Competitive pricing is a strategy that involves setting prices by directly referencing competitors' prices (matching, marking up, or marking down).
This is the prevailing approach in mature, highly competitive markets—such as mass retail, e-commerce, and specialty retail—where price differences are immediately apparent to consumers.
A home improvement retailer tracks the prices of its eight main competitors every day for 5,000 key items (KVI). A competitor lowers the price of a drill to €79.90 (down from €89.90).
Thanks to a dynamic pricing engine, the retailer automatically adjusts its price the next day to €79.90—or even €78.90—to signal its commitment to low prices.
This responsiveness protects the company's price image within the category while avoiding price cuts on products that consumers do not scan.

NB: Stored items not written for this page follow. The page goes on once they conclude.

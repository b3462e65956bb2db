use serde::{Deserialize, Serialize};
use std::fmt;

/// The four fixed mark categories of a roster record.
#[derive(Debug, Clone, Copy, PartialEq, Eq)]
pub enum Category {
    Presence,
    Discipline,
    Teamwork,
    Participation,
}

impl Category {
    pub const ALL: [Category; 4] = [
        Category::Presence,
        Category::Discipline,
        Category::Teamwork,
        Category::Participation,
    ];

    /// Wire names as the front end sends them. Unknown strings are rejected
    /// at the IPC boundary; the core only ever sees a valid category.
    pub fn parse(s: &str) -> Option<Category> {
        match s {
            "presence" => Some(Category::Presence),
            "discipline" => Some(Category::Discipline),
            "teamwork" => Some(Category::Teamwork),
            "participation" => Some(Category::Participation),
            _ => None,
        }
    }

    pub fn as_str(self) -> &'static str {
        match self {
            Category::Presence => "presence",
            Category::Discipline => "discipline",
            Category::Teamwork => "teamwork",
            Category::Participation => "participation",
        }
    }
}

#[derive(Debug, Clone, PartialEq, Serialize, Deserialize)]
#[serde(rename_all = "camelCase")]
pub struct Student {
    pub name: String,
    pub presence: f64,
    pub discipline: f64,
    pub teamwork: f64,
    pub participation: f64,
    pub total_points: f64,
}

impl Student {
    fn new(name: String) -> Student {
        Student {
            name,
            presence: 0.0,
            discipline: 0.0,
            teamwork: 0.0,
            participation: 0.0,
            total_points: 0.0,
        }
    }

    /// Rebuilds a record from stored scores. The total is always derived
    /// here, never trusted from the store.
    pub fn from_scores(
        name: String,
        presence: f64,
        discipline: f64,
        teamwork: f64,
        participation: f64,
    ) -> Student {
        let mut s = Student {
            name,
            presence,
            discipline,
            teamwork,
            participation,
            total_points: 0.0,
        };
        s.recompute_total();
        s
    }

    pub fn score(&self, category: Category) -> f64 {
        match category {
            Category::Presence => self.presence,
            Category::Discipline => self.discipline,
            Category::Teamwork => self.teamwork,
            Category::Participation => self.participation,
        }
    }

    fn score_mut(&mut self, category: Category) -> &mut f64 {
        match category {
            Category::Presence => &mut self.presence,
            Category::Discipline => &mut self.discipline,
            Category::Teamwork => &mut self.teamwork,
            Category::Participation => &mut self.participation,
        }
    }

    fn recompute_total(&mut self) {
        self.total_points = self.presence + self.discipline + self.teamwork + self.participation;
    }
}

#[derive(Debug, PartialEq)]
pub enum SessionError {
    EmptyName,
    IndexOutOfRange { index: usize, len: usize },
}

impl fmt::Display for SessionError {
    fn fmt(&self, f: &mut fmt::Formatter<'_>) -> fmt::Result {
        match self {
            SessionError::EmptyName => write!(f, "student name must be non-empty"),
            SessionError::IndexOutOfRange { index, len } => {
                write!(f, "index {} out of range for roster of {}", index, len)
            }
        }
    }
}

impl std::error::Error for SessionError {}

/// Ordered collection of student records. Position matters for display and
/// remove-by-index only; the redo-remove path identifies records by name.
#[derive(Debug, Default, Clone)]
pub struct Roster {
    students: Vec<Student>,
}

impl Roster {
    pub fn add_student(&mut self, name: &str) -> Result<usize, SessionError> {
        let name = name.trim();
        if name.is_empty() {
            return Err(SessionError::EmptyName);
        }
        self.students.push(Student::new(name.to_string()));
        Ok(self.students.len() - 1)
    }

    pub fn remove_at(&mut self, index: usize) -> Result<Student, SessionError> {
        if index >= self.students.len() {
            return Err(SessionError::IndexOutOfRange {
                index,
                len: self.students.len(),
            });
        }
        Ok(self.students.remove(index))
    }

    pub fn adjust_mark(
        &mut self,
        index: usize,
        category: Category,
        delta: f64,
    ) -> Result<(), SessionError> {
        let len = self.students.len();
        let student = self
            .students
            .get_mut(index)
            .ok_or(SessionError::IndexOutOfRange { index, len })?;
        *student.score_mut(category) += delta;
        student.recompute_total();
        Ok(())
    }

    pub fn set_mark(
        &mut self,
        index: usize,
        category: Category,
        value: f64,
    ) -> Result<(), SessionError> {
        let len = self.students.len();
        let student = self
            .students
            .get_mut(index)
            .ok_or(SessionError::IndexOutOfRange { index, len })?;
        *student.score_mut(category) = value;
        student.recompute_total();
        Ok(())
    }

    pub fn clear_all_marks(&mut self) {
        for student in &mut self.students {
            for category in Category::ALL {
                *student.score_mut(category) = 0.0;
            }
            student.total_points = 0.0;
        }
    }

    pub fn replace_all(&mut self, snapshot: Vec<Student>) {
        self.students = snapshot;
    }

    /// Deep copy of the current content. `Student` owns all of its fields,
    /// so a cloned vec shares nothing with the live roster.
    pub fn snapshot(&self) -> Vec<Student> {
        self.students.clone()
    }

    pub fn students(&self) -> &[Student] {
        &self.students
    }

    pub fn get(&self, index: usize) -> Option<&Student> {
        self.students.get(index)
    }

    fn push(&mut self, student: Student) {
        self.students.push(student);
    }

    fn pop_last(&mut self) -> Option<Student> {
        self.students.pop()
    }

    fn remove_by_name(&mut self, name: &str) -> Option<Student> {
        let index = self.students.iter().position(|s| s.name == name)?;
        Some(self.students.remove(index))
    }
}

/// One recorded, reversible mutation.
///
/// `Modify` carries a deep copy of the whole roster taken before a bulk
/// mutation; later edits to the live roster cannot reach into it.
#[derive(Debug, Clone)]
pub enum HistoryEntry {
    Add(Student),
    Remove(Student),
    Modify(Vec<Student>),
}

#[derive(Debug, Default)]
pub struct HistoryLog {
    undo: Vec<HistoryEntry>,
    redo: Vec<HistoryEntry>,
}

impl HistoryLog {
    /// Recording a fresh user action invalidates whatever was undone:
    /// redo history is only valid immediately after an undo.
    fn record(&mut self, entry: HistoryEntry) {
        self.undo.push(entry);
        self.redo.clear();
    }

    fn invalidate_redo(&mut self) {
        self.redo.clear();
    }

    fn clear(&mut self) {
        self.undo.clear();
        self.redo.clear();
    }

    pub fn can_undo(&self) -> bool {
        !self.undo.is_empty()
    }

    pub fn can_redo(&self) -> bool {
        !self.redo.is_empty()
    }
}

/// The in-memory gradebook session: the roster plus its undo/redo history.
///
/// Owned by `AppState`, one per daemon process. Mutations route through here
/// so the history log stays consistent with the roster; mark edits are the
/// deliberate exception and are not undoable, though they still invalidate
/// redo history like any other fresh edit.
#[derive(Debug, Default)]
pub struct Session {
    roster: Roster,
    history: HistoryLog,
}

impl Session {
    pub fn add_student(&mut self, name: &str) -> Result<usize, SessionError> {
        let index = self.roster.add_student(name)?;
        let record = self.roster.students()[index].clone();
        self.history.record(HistoryEntry::Add(record));
        Ok(index)
    }

    pub fn remove_student(&mut self, index: usize) -> Result<Student, SessionError> {
        let removed = self.roster.remove_at(index)?;
        self.history.record(HistoryEntry::Remove(removed.clone()));
        Ok(removed)
    }

    pub fn adjust_mark(
        &mut self,
        index: usize,
        category: Category,
        delta: f64,
    ) -> Result<(), SessionError> {
        self.roster.adjust_mark(index, category, delta)?;
        self.history.invalidate_redo();
        Ok(())
    }

    pub fn set_mark(
        &mut self,
        index: usize,
        category: Category,
        value: f64,
    ) -> Result<(), SessionError> {
        self.roster.set_mark(index, category, value)?;
        self.history.invalidate_redo();
        Ok(())
    }

    pub fn clear_all_marks(&mut self) {
        let before = self.roster.snapshot();
        self.roster.clear_all_marks();
        self.history.record(HistoryEntry::Modify(before));
    }

    /// Reverses the most recent recorded action. Returns false on an empty
    /// undo stack. Every branch pushes a compensating entry onto the redo
    /// stack, so a full undo/redo cycle round-trips the roster.
    pub fn undo(&mut self) -> bool {
        let Some(entry) = self.history.undo.pop() else {
            return false;
        };
        match entry {
            HistoryEntry::Add(student) => {
                // Positional reversal: drop the last record, whichever it is.
                self.roster.pop_last();
                self.history.redo.push(HistoryEntry::Add(student));
            }
            HistoryEntry::Remove(student) => {
                // Reinsertion happens at the end, not the original index.
                self.roster.push(student.clone());
                self.history.redo.push(HistoryEntry::Remove(student));
            }
            HistoryEntry::Modify(snapshot) => {
                self.history
                    .redo
                    .push(HistoryEntry::Modify(self.roster.snapshot()));
                self.roster.replace_all(snapshot);
            }
        }
        true
    }

    /// Reapplies the most recently undone action. Returns false on an empty
    /// redo stack. A redo-remove whose name no longer matches any record is
    /// a silent no-op and pushes nothing back onto the undo stack.
    pub fn redo(&mut self) -> bool {
        let Some(entry) = self.history.redo.pop() else {
            return false;
        };
        match entry {
            HistoryEntry::Add(student) => {
                self.roster.push(student.clone());
                self.history.undo.push(HistoryEntry::Add(student));
            }
            HistoryEntry::Remove(student) => {
                // First match wins; duplicate names are not disambiguated.
                if let Some(removed) = self.roster.remove_by_name(&student.name) {
                    self.history.undo.push(HistoryEntry::Remove(removed));
                }
            }
            HistoryEntry::Modify(snapshot) => {
                self.history
                    .undo
                    .push(HistoryEntry::Modify(self.roster.snapshot()));
                self.roster.replace_all(snapshot);
            }
        }
        true
    }

    pub fn can_undo(&self) -> bool {
        self.history.can_undo()
    }

    pub fn can_redo(&self) -> bool {
        self.history.can_redo()
    }

    pub fn students(&self) -> &[Student] {
        self.roster.students()
    }

    pub fn get(&self, index: usize) -> Option<&Student> {
        self.roster.get(index)
    }

    pub fn snapshot(&self) -> Vec<Student> {
        self.roster.snapshot()
    }

    /// Replaces the session content with a persisted snapshot. History does
    /// not survive a reload; the stacks start empty.
    pub fn hydrate(&mut self, snapshot: Vec<Student>) {
        self.roster.replace_all(snapshot);
        self.history.clear();
    }
}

Facing a sudden drop in conversion rates because your competitors are adjusting their prices in real time means you need to equip yourself with the best data-driven retail pricing strategy tool for 2026 to stay competitive. Price transparency in 2026: Retailers are automating pricing to protect their margins against inflation, improve omnichannel responsiveness, and generate a quick ROI.
Discover how these tools automate your specific business rules while ensuring complete strategic control over your brand image and delivering a measurable return on investment in less than six months.

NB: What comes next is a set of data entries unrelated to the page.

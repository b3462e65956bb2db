use crate::ipc::error::{err, ok};
use crate::ipc::helpers::{param_str, param_usize, roster_view};
use crate::ipc::types::{AppState, Request};
use serde_json::json;

fn handle_roster_list(state: &mut AppState, req: &Request) -> serde_json::Value {
    if state.db.is_none() {
        return err(&req.id, "no_workspace", "select a workspace first", None);
    }
    ok(
        &req.id,
        json!({ "students": roster_view(state.session.students()) }),
    )
}

fn handle_roster_add_student(state: &mut AppState, req: &Request) -> serde_json::Value {
    if state.db.is_none() {
        return err(&req.id, "no_workspace", "select a workspace first", None);
    }
    let Some(name) = param_str(&req.params, "name") else {
        return err(&req.id, "bad_params", "missing params.name", None);
    };

    match state.session.add_student(name) {
        Ok(index) => {
            state.mark_dirty();
            ok(
                &req.id,
                json!({
                    "index": index,
                    "student": state.session.get(index),
                    "students": roster_view(state.session.students())
                }),
            )
        }
        Err(e) => err(&req.id, "bad_params", e.to_string(), None),
    }
}

fn handle_roster_remove_student(state: &mut AppState, req: &Request) -> serde_json::Value {
    if state.db.is_none() {
        return err(&req.id, "no_workspace", "select a workspace first", None);
    }
    let Some(index) = param_usize(&req.params, "index") else {
        return err(&req.id, "bad_params", "missing/invalid index", None);
    };

    match state.session.remove_student(index) {
        Ok(removed) => {
            state.mark_dirty();
            ok(
                &req.id,
                json!({
                    "student": removed,
                    "students": roster_view(state.session.students())
                }),
            )
        }
        Err(e) => err(
            &req.id,
            "not_found",
            e.to_string(),
            Some(json!({ "index": index })),
        ),
    }
}

pub fn try_handle(state: &mut AppState, req: &Request) -> Option<serde_json::Value> {
    match req.method.as_str() {
        "roster.list" => Some(handle_roster_list(state, req)),
        "roster.addStudent" => Some(handle_roster_add_student(state, req)),
        "roster.removeStudent" => Some(handle_roster_remove_student(state, req)),
        _ => None,
    }
}
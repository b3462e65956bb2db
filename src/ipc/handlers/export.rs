use crate::export;
use crate::ipc::error::{err, ok};
use crate::ipc::helpers::param_str;
use crate::ipc::types::{AppState, Request};
use serde_json::json;
use std::path::PathBuf;

fn handle_export_table_model(state: &mut AppState, req: &Request) -> serde_json::Value {
    if state.db.is_none() {
        return err(&req.id, "no_workspace", "select a workspace first", None);
    }
    let (header, rows) = export::table_model(state.session.students());
    ok(&req.id, json!({ "header": header, "rows": rows }))
}

fn handle_export_write_csv(state: &mut AppState, req: &Request) -> serde_json::Value {
    if state.db.is_none() {
        return err(&req.id, "no_workspace", "select a workspace first", None);
    }
    let Some(out_path) = param_str(&req.params, "outPath").map(PathBuf::from) else {
        return err(&req.id, "bad_params", "missing params.outPath", None);
    };

    match export::write_csv(&out_path, state.session.students()) {
        Ok(rows) => ok(&req.id, json!({ "rows": rows })),
        Err(e) => err(&req.id, "io_failed", format!("{e:?}"), None),
    }
}

pub fn try_handle(state: &mut AppState, req: &Request) -> Option<serde_json::Value> {
    match req.method.as_str() {
        "export.tableModel" => Some(handle_export_table_model(state, req)),
        "export.writeCsv" => Some(handle_export_write_csv(state, req)),
        _ => None,
    }
}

This detailed comparison analyzes specialized platforms capable of predicting price elasticity and managing your omnichannel inventory to turn every piece of raw data into immediate, tangible profit.

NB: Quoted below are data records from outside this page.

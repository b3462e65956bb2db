use std::path::PathBuf;
use std::time::{Duration, Instant};

use rusqlite::Connection;
use serde::Deserialize;

use crate::db;
use crate::session::Session;

/// Matches the original's 30-second localStorage autosave timer.
pub const AUTOSAVE_INTERVAL: Duration = Duration::from_secs(30);

#[derive(Debug, Deserialize, Clone)]
pub struct Request {
    pub id: String,
    pub method: String,
    #[serde(default)]
    pub params: serde_json::Value,
}

pub struct AppState {
    pub workspace: Option<PathBuf>,
    pub db: Option<Connection>,
    pub session: Session,
    pub dirty: bool,
    pub last_save: Instant,
}

impl AppState {
    pub fn new() -> AppState {
        AppState {
            workspace: None,
            db: None,
            session: Session::default(),
            dirty: false,
            last_save: Instant::now(),
        }
    }

    pub fn mark_dirty(&mut self) {
        self.dirty = true;
    }

    /// Flushes the in-memory roster to the workspace database. No-op when no
    /// workspace is selected.
    pub fn flush_snapshot(&mut self) -> anyhow::Result<usize> {
        let Some(conn) = self.db.as_mut() else {
            return Ok(0);
        };
        let count = db::save_roster(conn, self.session.students())?;
        self.dirty = false;
        self.last_save = Instant::now();
        Ok(count)
    }

    /// Deadline-based autosave, run from the request loop between requests.
    /// Failures are swallowed: the next due save retries.
    pub fn autosave_if_due(&mut self) {
        if self.dirty && self.db.is_some() && self.last_save.elapsed() >= AUTOSAVE_INTERVAL {
            let _ = self.flush_snapshot();
        }
    }
}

An effective pricing strategy relies on a rigorous segmentation between image products (KVI) and margin drivers to maximize profitability. By balancing perceived value and competitive data, this approach can increase EBITDA by up to 15%. Clear governance and automated rules ensure consistent execution in the face of market fluctuations.
The success of a retail pricing strategy depends on moving away from outdated spreadsheets in favor of (semi-)automated execution powered by AI. This technological shift allows for a delicate balance between profitability and market appeal.
This is essential for building customer loyalty, given that 62% of customers are willing to switch brands for a better price.